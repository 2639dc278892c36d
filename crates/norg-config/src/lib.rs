//! Parser configuration loaded from TOML.
//!
//! ```toml
//! [parser]
//! max_depth = 64
//! ```
//!
//! The file lives at `~/.config/norg-syntax/config.toml` unless the
//! `NORG_SYNTAX_CONFIG` environment variable names another one. Both `~` and
//! `$VARS` in that variable are expanded.

use norg_syntax::{DEFAULT_MAX_DEPTH, ParseOptions};
use serde::{Deserialize, Serialize};
use std::path::{Path, PathBuf};
use thiserror::Error;

/// Environment variable overriding the config file location.
pub const CONFIG_PATH_ENV: &str = "NORG_SYNTAX_CONFIG";

#[derive(Debug, Error)]
pub enum ConfigError {
    #[error("Failed to read config file at {config_path}: {source}")]
    ConfigReadError {
        config_path: PathBuf,
        source: std::io::Error,
    },

    #[error("Failed to parse config file at {config_path}: {source}")]
    ConfigParseError {
        config_path: PathBuf,
        source: toml::de::Error,
    },

    #[error("Invalid value in config file at {config_path}: {message}")]
    InvalidValue {
        config_path: PathBuf,
        message: String,
    },
}

#[derive(Debug, Clone, Default, PartialEq, Eq, Serialize, Deserialize)]
pub struct Config {
    #[serde(default)]
    pub parser: ParserConfig,
}

/// The `[parser]` table.
#[derive(Debug, Clone, PartialEq, Eq, Serialize, Deserialize)]
pub struct ParserConfig {
    /// Deepest heading nesting a parse accepts.
    #[serde(default = "default_max_depth")]
    pub max_depth: usize,
}

fn default_max_depth() -> usize {
    DEFAULT_MAX_DEPTH
}

impl Default for ParserConfig {
    fn default() -> Self {
        Self {
            max_depth: default_max_depth(),
        }
    }
}

impl Config {
    pub fn load_from_path<P: AsRef<Path>>(config_path: P) -> Result<Option<Self>, ConfigError> {
        let config_path = config_path.as_ref();
        if !config_path.exists() {
            return Ok(None);
        }

        let content = std::fs::read_to_string(config_path).map_err(|source| {
            ConfigError::ConfigReadError {
                config_path: config_path.to_path_buf(),
                source,
            }
        })?;

        let config: Config =
            toml::from_str(&content).map_err(|source| ConfigError::ConfigParseError {
                config_path: config_path.to_path_buf(),
                source,
            })?;

        if config.parser.max_depth == 0 {
            return Err(ConfigError::InvalidValue {
                config_path: config_path.to_path_buf(),
                message: "parser.max_depth must be at least 1".to_string(),
            });
        }

        Ok(Some(config))
    }

    pub fn load() -> Result<Option<Self>, ConfigError> {
        let config_path = Self::config_path();
        Self::load_from_path(&config_path)
    }

    /// Load the config, falling back to defaults when there is no file.
    pub fn load_or_default() -> Result<Self, ConfigError> {
        Ok(Self::load()?.unwrap_or_default())
    }

    pub fn save_to_path<P: AsRef<Path>>(&self, config_path: P) -> anyhow::Result<()> {
        let config_path = config_path.as_ref();
        if let Some(parent) = config_path.parent() {
            std::fs::create_dir_all(parent)?;
        }
        let content = toml::to_string_pretty(self)?;
        std::fs::write(config_path, content)?;
        Ok(())
    }

    pub fn save(&self) -> anyhow::Result<()> {
        let config_path = Self::config_path();
        self.save_to_path(&config_path)
    }

    pub fn config_path() -> PathBuf {
        if let Ok(path) = std::env::var(CONFIG_PATH_ENV) {
            let path = PathBuf::from(path);
            return Self::expand_path(&path).unwrap_or(path);
        }
        let config_dir = shellexpand::tilde("~/.config/norg-syntax");
        PathBuf::from(config_dir.as_ref()).join("config.toml")
    }

    /// Options for [`norg_syntax::parse_with`].
    pub fn parse_options(&self) -> ParseOptions {
        ParseOptions {
            max_depth: self.parser.max_depth,
        }
    }

    fn expand_path(path: &Path) -> Option<PathBuf> {
        let path_str = path.to_string_lossy();
        match shellexpand::full(&path_str) {
            Ok(expanded) => Some(PathBuf::from(expanded.as_ref())),
            Err(_) => None,
        }
    }
}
###
Starting at the line that contains "let path_str = path.to_string_lossy();", copy each line exactly through the end of the listing above. Include that first line and the last one, and add nothing.

__THE COMPLETED TASK__
        let path_str = path.to_string_lossy();
        match shellexpand::full(&path_str) {
            Ok(expanded) => Some(PathBuf::from(expanded.as_ref())),
            Err(_) => None,
        }
    }
}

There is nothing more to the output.